[Data entries]
========================================

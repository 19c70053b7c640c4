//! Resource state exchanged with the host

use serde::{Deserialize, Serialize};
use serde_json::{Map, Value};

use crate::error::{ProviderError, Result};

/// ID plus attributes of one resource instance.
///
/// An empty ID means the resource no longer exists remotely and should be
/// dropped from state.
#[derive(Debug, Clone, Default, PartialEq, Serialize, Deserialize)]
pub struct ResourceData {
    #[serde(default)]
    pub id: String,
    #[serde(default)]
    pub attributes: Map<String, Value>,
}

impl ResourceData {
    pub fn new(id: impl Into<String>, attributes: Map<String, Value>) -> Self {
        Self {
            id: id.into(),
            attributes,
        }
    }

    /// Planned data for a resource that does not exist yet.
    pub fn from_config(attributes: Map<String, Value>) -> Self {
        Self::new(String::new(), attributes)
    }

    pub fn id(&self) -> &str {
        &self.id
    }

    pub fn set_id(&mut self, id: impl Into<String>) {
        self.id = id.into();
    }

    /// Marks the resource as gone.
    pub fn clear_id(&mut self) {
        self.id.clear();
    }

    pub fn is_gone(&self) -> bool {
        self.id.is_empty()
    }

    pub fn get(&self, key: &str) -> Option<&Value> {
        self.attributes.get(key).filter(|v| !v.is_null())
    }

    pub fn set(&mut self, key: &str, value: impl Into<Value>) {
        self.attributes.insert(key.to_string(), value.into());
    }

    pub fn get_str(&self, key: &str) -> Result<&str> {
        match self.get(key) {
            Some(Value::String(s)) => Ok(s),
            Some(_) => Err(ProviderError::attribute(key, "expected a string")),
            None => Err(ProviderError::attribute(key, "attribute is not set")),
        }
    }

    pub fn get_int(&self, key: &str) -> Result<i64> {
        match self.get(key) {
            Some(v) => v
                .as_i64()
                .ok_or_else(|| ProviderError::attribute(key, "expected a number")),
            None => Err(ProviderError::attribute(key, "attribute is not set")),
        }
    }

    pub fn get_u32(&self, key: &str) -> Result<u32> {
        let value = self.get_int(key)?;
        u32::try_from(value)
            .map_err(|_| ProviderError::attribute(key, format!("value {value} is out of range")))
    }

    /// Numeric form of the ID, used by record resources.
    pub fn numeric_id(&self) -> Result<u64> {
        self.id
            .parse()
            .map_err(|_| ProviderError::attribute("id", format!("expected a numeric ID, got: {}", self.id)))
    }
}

========================================

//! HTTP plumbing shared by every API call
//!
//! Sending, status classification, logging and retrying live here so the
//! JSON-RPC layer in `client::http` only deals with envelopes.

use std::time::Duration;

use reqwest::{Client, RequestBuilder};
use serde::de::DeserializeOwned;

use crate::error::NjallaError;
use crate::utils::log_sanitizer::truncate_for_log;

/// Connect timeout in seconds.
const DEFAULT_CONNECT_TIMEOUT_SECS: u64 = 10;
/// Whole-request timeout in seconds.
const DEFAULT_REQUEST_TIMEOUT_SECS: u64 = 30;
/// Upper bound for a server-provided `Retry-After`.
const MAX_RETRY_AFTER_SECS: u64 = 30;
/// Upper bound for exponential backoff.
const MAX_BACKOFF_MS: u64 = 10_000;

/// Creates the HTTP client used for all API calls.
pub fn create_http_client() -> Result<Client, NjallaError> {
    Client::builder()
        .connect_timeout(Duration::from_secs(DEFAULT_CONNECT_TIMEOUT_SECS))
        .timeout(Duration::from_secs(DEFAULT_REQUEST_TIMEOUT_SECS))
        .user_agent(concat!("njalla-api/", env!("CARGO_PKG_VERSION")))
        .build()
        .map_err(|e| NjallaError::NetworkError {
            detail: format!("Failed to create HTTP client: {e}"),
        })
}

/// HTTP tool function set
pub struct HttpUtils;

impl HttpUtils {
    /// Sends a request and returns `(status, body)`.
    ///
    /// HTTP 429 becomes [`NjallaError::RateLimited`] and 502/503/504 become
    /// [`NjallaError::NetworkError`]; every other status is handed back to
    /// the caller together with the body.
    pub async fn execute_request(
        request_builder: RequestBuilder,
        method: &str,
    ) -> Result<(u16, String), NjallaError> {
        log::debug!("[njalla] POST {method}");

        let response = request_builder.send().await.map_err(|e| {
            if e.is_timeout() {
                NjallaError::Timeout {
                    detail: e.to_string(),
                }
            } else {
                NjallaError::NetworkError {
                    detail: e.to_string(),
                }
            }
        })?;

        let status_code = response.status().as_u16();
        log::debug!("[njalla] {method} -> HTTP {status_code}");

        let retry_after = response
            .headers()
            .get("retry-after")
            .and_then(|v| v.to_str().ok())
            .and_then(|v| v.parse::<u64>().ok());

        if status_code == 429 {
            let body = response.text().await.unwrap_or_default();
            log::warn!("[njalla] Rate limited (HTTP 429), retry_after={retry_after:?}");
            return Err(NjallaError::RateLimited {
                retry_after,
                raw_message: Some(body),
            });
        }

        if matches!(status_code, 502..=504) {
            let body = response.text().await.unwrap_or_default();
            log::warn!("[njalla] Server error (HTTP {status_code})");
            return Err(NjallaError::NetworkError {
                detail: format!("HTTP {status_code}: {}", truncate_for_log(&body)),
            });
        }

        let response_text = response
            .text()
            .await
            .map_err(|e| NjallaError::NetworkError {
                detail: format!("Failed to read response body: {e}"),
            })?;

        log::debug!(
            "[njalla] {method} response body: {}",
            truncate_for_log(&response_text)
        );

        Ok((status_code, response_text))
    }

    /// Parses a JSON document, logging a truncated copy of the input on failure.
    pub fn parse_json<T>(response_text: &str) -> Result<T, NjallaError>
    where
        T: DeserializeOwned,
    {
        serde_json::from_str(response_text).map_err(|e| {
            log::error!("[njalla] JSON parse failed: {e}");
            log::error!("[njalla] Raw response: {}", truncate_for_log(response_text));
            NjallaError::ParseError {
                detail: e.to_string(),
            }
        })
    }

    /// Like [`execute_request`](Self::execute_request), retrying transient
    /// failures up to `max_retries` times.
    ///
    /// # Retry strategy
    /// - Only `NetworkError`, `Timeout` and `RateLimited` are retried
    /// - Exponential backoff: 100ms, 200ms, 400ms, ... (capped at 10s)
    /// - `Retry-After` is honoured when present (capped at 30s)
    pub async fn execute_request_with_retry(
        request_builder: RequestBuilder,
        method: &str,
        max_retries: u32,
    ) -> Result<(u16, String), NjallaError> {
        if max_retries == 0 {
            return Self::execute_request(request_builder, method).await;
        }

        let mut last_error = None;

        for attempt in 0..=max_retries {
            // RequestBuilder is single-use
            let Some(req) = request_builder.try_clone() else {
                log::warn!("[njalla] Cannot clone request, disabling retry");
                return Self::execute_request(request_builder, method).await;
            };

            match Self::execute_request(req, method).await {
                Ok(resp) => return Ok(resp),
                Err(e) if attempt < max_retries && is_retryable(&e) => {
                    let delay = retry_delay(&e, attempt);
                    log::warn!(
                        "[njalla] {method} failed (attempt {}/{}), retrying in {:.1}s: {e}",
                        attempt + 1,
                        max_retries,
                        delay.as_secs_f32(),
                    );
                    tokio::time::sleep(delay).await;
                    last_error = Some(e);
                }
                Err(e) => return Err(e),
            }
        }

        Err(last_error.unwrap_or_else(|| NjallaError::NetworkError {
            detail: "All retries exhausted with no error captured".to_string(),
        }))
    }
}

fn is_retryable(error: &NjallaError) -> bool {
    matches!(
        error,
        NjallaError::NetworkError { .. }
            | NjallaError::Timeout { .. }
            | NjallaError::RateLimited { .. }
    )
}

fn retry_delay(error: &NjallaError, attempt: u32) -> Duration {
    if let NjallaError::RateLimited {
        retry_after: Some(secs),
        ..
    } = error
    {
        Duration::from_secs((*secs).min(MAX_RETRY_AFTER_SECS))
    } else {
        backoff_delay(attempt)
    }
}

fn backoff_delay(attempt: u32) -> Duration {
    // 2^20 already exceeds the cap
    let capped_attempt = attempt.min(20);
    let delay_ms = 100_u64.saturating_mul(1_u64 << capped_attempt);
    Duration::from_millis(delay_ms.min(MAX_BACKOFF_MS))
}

========================================

Exercise>
In the records above, find every line containing the word "await" and show it.

Response to this exercise>
        let response = request_builder.send().await.map_err(|e| {
            let body = response.text().await.unwrap_or_default();
            let body = response.text().await.unwrap_or_default();
            .await
            return Self::execute_request(request_builder, method).await;
                return Self::execute_request(request_builder, method).await;
            match Self::execute_request(req, method).await {
                    tokio::time::sleep(delay).await;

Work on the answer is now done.